In a different light, newfound pastimes reading the Scientific American and National Geographic have revealed to me the degree of my interest in the sciences. This passion extends even to the realms of fiction, where authors like Isaac Asimov have quickly become all-time favorites of mine. Reading, and the sphere of imagination is becoming an ever-greater source of expression. Einstein is quoted to have said, "Imagination is more important than knowledge." Particularly in the realms of science and discovery, he could not be more right. Every day that passes, my passion, interest, and excitement for learning grown only stronger.
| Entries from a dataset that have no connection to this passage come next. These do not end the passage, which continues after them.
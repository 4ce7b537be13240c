#[cfg(test)]
mod samples {
    use std::fs;
    use std::path::{Path, PathBuf};

    use ftl::parsing::{self, Context};

    fn ftl_files(dir: &Path) -> Vec<PathBuf> {
        assert!(dir.exists(), "{:?} directory missing", dir);

        let entries = fs::read_dir(dir).expect("Failed to read directory");

        let mut files = Vec::new();
        for entry in entries {
            let entry = entry.expect("Failed to read directory entry");
            let path = entry.path();

            if path
                .extension()
                .and_then(|s| s.to_str())
                == Some("ftl")
            {
                files.push(path);
            }
        }

        assert!(!files.is_empty(), "No .ftl files found in {:?}", dir);
        files
    }

    #[test]
    fn ensure_samples_parse() {
        let files = ftl_files(Path::new("tests/samples/"));

        let mut failures = Vec::new();

        for file in &files {
            let content = parsing::load(file)
                .unwrap_or_else(|e| panic!("Failed to load file {:?}: {:?}", file, e));

            for context in [Context::full(), Context::partial()] {
                match parsing::parse(file, &content, context) {
                    Ok(_) => {}
                    Err(e) => {
                        println!("File {:?} failed to parse: {}", file, e);
                        failures.push(file.clone());
                    }
                }
            }
        }

        if !failures.is_empty() {
            panic!(
                "Sample files should parse successfully, but {} files failed",
                failures.len()
            );
        }
    }

    #[test]
    fn ensure_broken_fail() {
        let files = ftl_files(Path::new("tests/broken/"));

        let mut unexpected_successes = Vec::new();

        for file in &files {
            let content = parsing::load(file)
                .unwrap_or_else(|e| panic!("Failed to load file {:?}: {:?}", file, e));

            if parsing::parse(file, &content, Context::full()).is_ok() {
                println!("File {:?} unexpectedly parsed successfully", file);
                unexpected_successes.push(file.clone());
            }
        }

        if !unexpected_successes.is_empty() {
            panic!(
                "Broken files should not to parse successfully, but {} files passed",
                unexpected_successes.len()
            );
        }
    }

    #[test]
    fn missing_file() {
        let error = parsing::load(Path::new("tests/samples/nonexistent.ftl")).unwrap_err();
        assert_eq!(error.problem, "File not found");
    }
}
The expression of this passion comes in different forms and in different manners. Whether in the simple act of questioning, seizing academic opportunities, or in the form of imagination, the ways that I express my interest remain crucial to my intellectual vitality.
andygu 6 / 14  
Nov 25, 2010   #2
I think you talk about too many empty things, no details, and it's a bit wordy.
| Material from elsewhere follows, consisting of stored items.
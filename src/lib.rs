pub mod formatting;
pub mod language;
pub mod parsing;
use super::messages::generate_error_message;
use ftl::{formatting::Render, language::LoadingError, parsing::ParsingError};
use owo_colors::OwoColorize;
use std::path::Path;

/// Format a parsing error with full details including source code context
pub fn full_parsing_error<'i>(
    error: &ParsingError,
    filename: &'i Path,
    source: &'i str,
    renderer: &impl Render,
) -> String {
    let (problem, details) = generate_error_message(error, renderer);

    let i = error
        .position
        .line;
    let j = error
        .position
        .column;

    let code = source_line(source, i).unwrap_or("?");
    let line = i + 1;
    let column = j + 1;
    let width = 3.max(
        line.to_string()
            .len(),
    );

    format!(
        r#"
{}: {}:{}:{} {}

{:width$} {}
{:width$} {} {}
{:width$} {} {:>column$}

{}
        "#,
        "error".bright_red(),
        filename.to_string_lossy(),
        line,
        column,
        problem.bold(),
        ' ',
        '|'.bright_blue(),
        line.bright_blue(),
        '|'.bright_blue(),
        code,
        ' ',
        '|'.bright_blue(),
        '^'.bright_red(),
        details
    )
    .trim_ascii()
    .to_string()
}

/// Format a parsing error with concise single-line output
pub fn concise_parsing_error<'i>(
    error: &ParsingError,
    filename: &'i Path,
    renderer: &impl Render,
) -> String {
    let (problem, _) = generate_error_message(error, renderer);
    let line = error
        .position
        .line
        + 1;
    let column = error
        .position
        .column
        + 1;

    format!(
        "{}: {}:{}:{} {}",
        "error".bright_red(),
        filename.to_string_lossy(),
        line,
        column,
        problem.bold(),
    )
}

/// Format a LoadingError with concise single-line output
pub fn concise_loading_error<'i>(error: &LoadingError<'i>) -> String {
    if error
        .details
        .is_empty()
    {
        format!(
            "{}: {}: {}",
            "error".bright_red(),
            error
                .filename
                .display(),
            error
                .problem
                .bold()
        )
    } else {
        format!(
            "{}: {}: {} ({})",
            "error".bright_red(),
            error
                .filename
                .display(),
            error
                .problem
                .bold(),
            error.details
        )
    }
}

// Line numbering matches the parser's: "\r\n", "\n" and a lone "\r" each end
// a line. Zero-origin.
fn source_line(content: &str, line: usize) -> Option<&str> {
    let mut start = 0;
    let mut current = 0;
    let bytes = content.as_bytes();
    let mut i = 0;

    while i < bytes.len() {
        let width = match bytes[i] {
            b'\r' if bytes.get(i + 1) == Some(&b'\n') => 2,
            b'\r' | b'\n' => 1,
            _ => {
                i += 1;
                continue;
            }
        };
        if current == line {
            return Some(&content[start..i]);
        }
        current += 1;
        i += width;
        start = i;
    }

    if current == line {
        Some(&content[start..])
    } else {
        None
    }
}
For example this paragraph "I value this sense of intellectual vitality immensely, as it pervades virtually every aspect of my life. In each day that passes, I find myself asking more and more questions about the world around me(what questions ?????) and nothing pleases me more thathe pursuit of these answers. (how do you pursue ????) From the very basest of questions in every day life, to the most complex questions in theoretical physics, I find myself wanting to learn more and more every single day. The actions of learning, discovery, and wonder are exhilarating to both my mind and spirit.

My passion for learning truly evolved and flourished in high school. Before then, school was just school-nothing more. But it was at that point that I began to develop the intellectual maturity, curiosity, and presence of mind to truly appreciate the action of learning and discovery. (tell more about intellectual maturity...) Here, I was immersed in a world of intellectual freedom where nothing was impossible or out of reach. Since then, this passion has only grown more dynamic and more vibrant. Every experience I have strengthens this enthusiasm. The greatest way that I express my excitement about science is the unrelenting, indefatigable questioning of the world around me."
yojo1 3 / 17  
Nov 25, 2010   #3
I agree with Tianyou. You talk about too much ambiguous concepts.
OP jfk 2 / 7  
Nov 25, 2010   #4
Thanks for the feedback!

I see your point, so I should be discussing more concrete details/examples?

When I was writing this I got into one of those writing fervors, but could you explain a little about how it is wordy/ what i can do to fix that?
saroth 11 / 47  
Nov 25, 2010   #5
That was really good and except for the ambiguous parts it apoke to me really well. You got my attention pretty quick. The best way to specify more would be to add strong concrete examples. Do you go to Rio Americano High School? I have a friend with the same name-Justin Kim. hehe.
OP jfk 2 / 7  
Nov 25, 2010   #6
Thanks for the feedback, and no, I live in Wisconsin =)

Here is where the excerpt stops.